If great horses produce big crowds (a doubtful premise), there'll be 40,000 fans in attendance. To most people on the grounds, that will seem the ideal.  It'll be easy to move around, make your wagers and see a horse or two, if you're lucky.

Once the numbers were drawn, Silver called upon several trainers.  Tim Ice, Scott Blasi, Ian Wilkes and Kiaran McLaughlin, dressed in ball caps and jeans, stepped forward and spoke with some insight.  No, that's not right - with some words for the cameras.  The event, of course, wouldn't have been this informal in 1936 when the 24-karat Man O' War Cup was made the official Travers trophy.

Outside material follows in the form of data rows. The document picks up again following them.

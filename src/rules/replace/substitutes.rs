//! Abbreviations and shorthand, expanded to full words.
//!
//! Month and weekday abbreviations that are also common words (`mar`,
//! `may`, `wed`, `sat`, `sun`, `mon`) are left out. A trailing period is
//! only consumed for units and Latin shorthand, so `in Sept.` keeps its
//! sentence end.

use crate::RuleEntry;
use crate::rules::phrases;

pub(crate) fn entries() -> Vec<RuleEntry> {
    phrases(SUBSTITUTES)
}

const SUBSTITUTES: &[(&str, &str)] = &[
    // months
    ("jan", "January"),
    ("feb", "February"),
    ("apr", "April"),
    ("jun", "June"),
    ("jul", "July"),
    ("aug", "August"),
    ("sep", "September"),
    ("sept", "September"),
    ("oct", "October"),
    ("nov", "November"),
    ("dec", "December"),
    // weekdays
    ("tue", "Tuesday"),
    ("tues", "Tuesday"),
    ("thu", "Thursday"),
    ("thur", "Thursday"),
    ("thurs", "Thursday"),
    ("fri", "Friday"),
    // units
    ("kg", "kilograms"),
    ("kgs", "kilograms"),
    ("kgs.", "kilograms"),
    ("lb", "pounds"),
    ("lbs", "pounds"),
    ("lbs.", "pounds"),
    ("oz", "ounces"),
    ("km", "kilometers"),
    ("kms", "kilometers"),
    ("ft", "feet"),
    ("mph", "miles per hour"),
    ("hr", "hour"),
    ("hrs", "hours"),
    ("hrs.", "hours"),
    ("mins", "minutes"),
    ("mins.", "minutes"),
    ("secs", "seconds"),
    ("secs.", "seconds"),
    // shorthand
    ("w/", "with"),
    ("w/o", "without"),
    ("b/c", "because"),
    ("ie", "for example"),
    ("ie:", "for example :"),
    ("i.e.", "for example"),
    ("i.e", "for example"),
    ("e.g.", "for example"),
    ("eg:", "for example :"),
    ("fb", "Facebook"),
    ("approx", "approximately"),
    ("approx.", "approximately"),
    ("appt", "appointment"),
    ("dept", "department"),
    ("govt", "government"),
    ("info", "information"),
    ("etc", "et cetera"),
    ("vs", "versus"),
    ("vs.", "versus"),
    ("asap", "as soon as possible"),
];
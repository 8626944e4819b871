//! Discourse fillers that carry nothing when they open an utterance.
//!
//! `well` and `anyway` only count with their trailing comma; on their own
//! they are too often real words.

use crate::rules::phrases_to;
use crate::{Anchor, RuleEntry};

pub(crate) fn entries() -> Vec<RuleEntry> {
    phrases_to(FILLERS, "", Anchor::Start).collect()
}

const FILLERS: &[&str] = &[
    "well ,", "well,", "anyway ,", "anyway,", "anyways ,", "anyways,", "so ,", "so,", "ah", "ahh", "ahhh", "ahem",
    "er", "erm", "hm", "hmm", "hmmm", "mmm", "uh", "uhh", "uhm", "um", "umm",
];
//! Text emoticons and laughter, grouped by label in label order.

use crate::rules::phrases_to;
use crate::{Anchor, RuleEntry};

pub(crate) fn entries() -> Vec<RuleEntry> {
    let mut entries = Vec::new();
    for &(label, faces, patterns) in TEXT_EMOJI {
        entries.extend(phrases_to(faces, label, Anchor::Anywhere));
        entries.extend(patterns.iter().map(|&pattern| RuleEntry::regex(pattern, label)));
    }
    entries
}

/// `(label, literal faces, regex patterns)`.
const TEXT_EMOJI: &[(&str, &[&str], &[&str])] = &[
    ("happy", &[":)", ":-)", "(:", ":]", "=)", "^_^"], &[]),
    (
        "laugh",
        &["xd", ":d", ":-d", "haha", "hahaha", "hehe", "lol", "lmao", "rofl"],
        &[r"(?:ha){2,}h?", r"(?:he){2,}", r"lo+l", r"lmf?a+o+"],
    ),
    ("love", &["<3", "<33"], &[]),
    ("sad", &[":'(", ":(", ":-(", ":'-(", ";("], &[]),
    ("surprise", &[":o", ":-o", "o_o", "omg", "omfg"], &[r"o+m+g+"]),
    ("tongue", &[":p", ":-p"], &[]),
    ("wink", &[";)", ";-)"], &[]),
];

Last weekend, Jeff Cohen and Beth Daly, two visiting owners from Windsor, Ontario, talked a little about history.  It was at Windsor's Kenilworth Park on October 12, 1920 that "Big Red" defeated Sir Barton in a match race.  Mrs. Samuel Riddle, the owner's widow, bequeathed the gold bowl that was given to her husband following that triumph to the Saratoga Association - that's how it all began.  By the way, the Man O' War Cup, on display prominently at the draw, had more color than any of the ceremony's participants.

Check that. Jess Jackson lurked under a nearby tree and was rushed by the press afterward.  He referred to the Santa Anita surface as an "industrial track."  He called for a horse racing league and a national commissioner.  He said Rachel Alexandra's "legacy is to take on everything that comes along" and, in keeping with that, she would contest the 2010 Breeders' Cup.  In addition, it's Ken-say, not Ken-sigh.

Staying with the Japanese theme, Sumo won the $70,850 Pleasant Colony Stakes.  Wildcat Nation, a half to Visionaire, beat a highly-touted field of maiden colts in the seventh.  Fiddlers Afleet gave jockey Ramon Dominguez his fourth winner in the featured $150,000 Albany Stakes. The kids of Anna House were the evening's biggest winners as donors came out of the woodwork for a fiesta-themed fund-raiser that honored McLaughlin and Edgar Prado.